INPUT DATA
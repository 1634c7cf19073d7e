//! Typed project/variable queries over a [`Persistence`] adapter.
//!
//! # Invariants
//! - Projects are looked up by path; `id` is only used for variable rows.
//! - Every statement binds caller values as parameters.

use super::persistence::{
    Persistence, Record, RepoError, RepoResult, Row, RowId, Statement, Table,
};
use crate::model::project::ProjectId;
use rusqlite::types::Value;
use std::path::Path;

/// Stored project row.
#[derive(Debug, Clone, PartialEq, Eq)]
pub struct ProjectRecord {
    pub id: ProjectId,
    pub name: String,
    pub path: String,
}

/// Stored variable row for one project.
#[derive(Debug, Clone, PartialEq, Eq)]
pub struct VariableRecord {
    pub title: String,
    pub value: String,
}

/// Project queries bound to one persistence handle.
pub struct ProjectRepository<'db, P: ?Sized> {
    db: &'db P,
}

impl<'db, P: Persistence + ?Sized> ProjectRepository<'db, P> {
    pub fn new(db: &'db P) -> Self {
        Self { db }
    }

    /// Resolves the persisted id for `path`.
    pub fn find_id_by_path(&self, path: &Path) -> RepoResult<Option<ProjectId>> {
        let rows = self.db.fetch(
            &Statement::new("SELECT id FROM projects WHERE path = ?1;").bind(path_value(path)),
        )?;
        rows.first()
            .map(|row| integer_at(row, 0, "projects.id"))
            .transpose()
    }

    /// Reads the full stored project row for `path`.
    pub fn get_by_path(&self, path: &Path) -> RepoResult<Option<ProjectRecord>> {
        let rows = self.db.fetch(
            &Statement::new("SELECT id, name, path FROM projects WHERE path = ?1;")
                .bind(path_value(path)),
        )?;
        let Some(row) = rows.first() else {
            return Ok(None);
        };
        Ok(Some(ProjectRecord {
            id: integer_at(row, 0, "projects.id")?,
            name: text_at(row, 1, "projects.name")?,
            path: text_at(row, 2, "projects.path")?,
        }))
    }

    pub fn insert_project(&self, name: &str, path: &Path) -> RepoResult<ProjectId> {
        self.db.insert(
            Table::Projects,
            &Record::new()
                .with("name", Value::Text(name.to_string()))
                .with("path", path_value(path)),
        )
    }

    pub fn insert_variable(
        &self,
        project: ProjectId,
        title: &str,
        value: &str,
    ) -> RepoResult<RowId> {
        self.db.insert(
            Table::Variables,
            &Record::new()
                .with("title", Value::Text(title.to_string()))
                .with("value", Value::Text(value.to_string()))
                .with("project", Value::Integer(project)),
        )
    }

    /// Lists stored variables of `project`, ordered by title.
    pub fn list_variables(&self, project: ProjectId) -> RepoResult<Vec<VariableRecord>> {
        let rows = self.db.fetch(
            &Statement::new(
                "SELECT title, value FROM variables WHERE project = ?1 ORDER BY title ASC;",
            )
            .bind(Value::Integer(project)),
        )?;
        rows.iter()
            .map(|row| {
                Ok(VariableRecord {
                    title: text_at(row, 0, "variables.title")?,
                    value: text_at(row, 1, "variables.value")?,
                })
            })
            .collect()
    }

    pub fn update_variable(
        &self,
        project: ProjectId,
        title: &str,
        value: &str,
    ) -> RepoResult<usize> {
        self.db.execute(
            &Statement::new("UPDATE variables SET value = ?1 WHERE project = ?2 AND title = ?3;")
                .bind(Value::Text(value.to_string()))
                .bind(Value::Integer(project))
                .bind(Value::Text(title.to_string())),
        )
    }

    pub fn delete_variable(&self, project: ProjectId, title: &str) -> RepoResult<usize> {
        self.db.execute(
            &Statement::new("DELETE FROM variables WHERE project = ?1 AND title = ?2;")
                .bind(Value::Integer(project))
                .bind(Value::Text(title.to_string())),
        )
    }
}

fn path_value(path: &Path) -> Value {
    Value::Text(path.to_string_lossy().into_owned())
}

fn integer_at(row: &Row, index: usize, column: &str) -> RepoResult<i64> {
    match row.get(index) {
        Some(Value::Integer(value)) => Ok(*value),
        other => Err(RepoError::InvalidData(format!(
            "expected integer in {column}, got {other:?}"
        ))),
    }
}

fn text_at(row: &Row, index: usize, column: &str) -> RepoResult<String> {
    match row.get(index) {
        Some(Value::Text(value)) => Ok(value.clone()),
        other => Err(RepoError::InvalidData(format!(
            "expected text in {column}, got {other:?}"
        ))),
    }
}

==

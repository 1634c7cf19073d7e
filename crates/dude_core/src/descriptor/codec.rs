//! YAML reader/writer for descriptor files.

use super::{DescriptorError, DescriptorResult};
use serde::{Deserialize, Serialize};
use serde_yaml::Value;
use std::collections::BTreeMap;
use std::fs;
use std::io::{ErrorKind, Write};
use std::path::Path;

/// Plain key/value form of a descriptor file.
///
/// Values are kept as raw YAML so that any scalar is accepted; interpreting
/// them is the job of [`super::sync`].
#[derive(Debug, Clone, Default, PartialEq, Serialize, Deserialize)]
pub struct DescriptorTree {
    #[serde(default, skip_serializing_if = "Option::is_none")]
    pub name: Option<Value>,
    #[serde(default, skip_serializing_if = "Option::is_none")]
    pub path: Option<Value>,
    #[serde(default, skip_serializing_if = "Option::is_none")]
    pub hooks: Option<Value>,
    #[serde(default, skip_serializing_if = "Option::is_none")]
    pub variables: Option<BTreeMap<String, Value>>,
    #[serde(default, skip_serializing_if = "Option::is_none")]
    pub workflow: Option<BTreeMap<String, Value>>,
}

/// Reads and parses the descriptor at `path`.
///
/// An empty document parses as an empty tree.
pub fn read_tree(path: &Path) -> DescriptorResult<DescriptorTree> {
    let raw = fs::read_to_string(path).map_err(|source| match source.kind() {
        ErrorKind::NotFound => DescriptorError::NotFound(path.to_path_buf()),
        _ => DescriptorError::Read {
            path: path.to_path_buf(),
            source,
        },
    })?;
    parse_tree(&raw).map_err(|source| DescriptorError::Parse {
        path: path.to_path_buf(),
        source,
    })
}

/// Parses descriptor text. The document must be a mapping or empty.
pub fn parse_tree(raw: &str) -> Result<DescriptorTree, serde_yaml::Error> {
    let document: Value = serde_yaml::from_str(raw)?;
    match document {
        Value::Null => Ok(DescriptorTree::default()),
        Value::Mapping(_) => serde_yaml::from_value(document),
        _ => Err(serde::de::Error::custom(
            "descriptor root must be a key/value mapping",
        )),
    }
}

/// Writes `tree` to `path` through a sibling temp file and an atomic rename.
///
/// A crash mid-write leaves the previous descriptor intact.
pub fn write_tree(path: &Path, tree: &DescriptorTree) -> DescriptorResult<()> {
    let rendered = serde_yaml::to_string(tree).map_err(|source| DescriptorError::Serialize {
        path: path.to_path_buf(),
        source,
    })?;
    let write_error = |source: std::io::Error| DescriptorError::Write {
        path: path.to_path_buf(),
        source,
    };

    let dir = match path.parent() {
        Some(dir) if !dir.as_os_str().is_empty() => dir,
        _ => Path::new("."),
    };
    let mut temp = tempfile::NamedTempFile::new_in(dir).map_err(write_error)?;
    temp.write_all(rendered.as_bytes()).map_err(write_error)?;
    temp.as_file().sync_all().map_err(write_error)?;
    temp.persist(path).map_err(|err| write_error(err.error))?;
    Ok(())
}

TASK BRIEF
Throughout the material above, find every line holding "VariableRecord" and copy it.

REPLY
pub struct VariableRecord {
    pub fn list_variables(&self, project: ProjectId) -> RepoResult<Vec<VariableRecord>> {
                Ok(VariableRecord {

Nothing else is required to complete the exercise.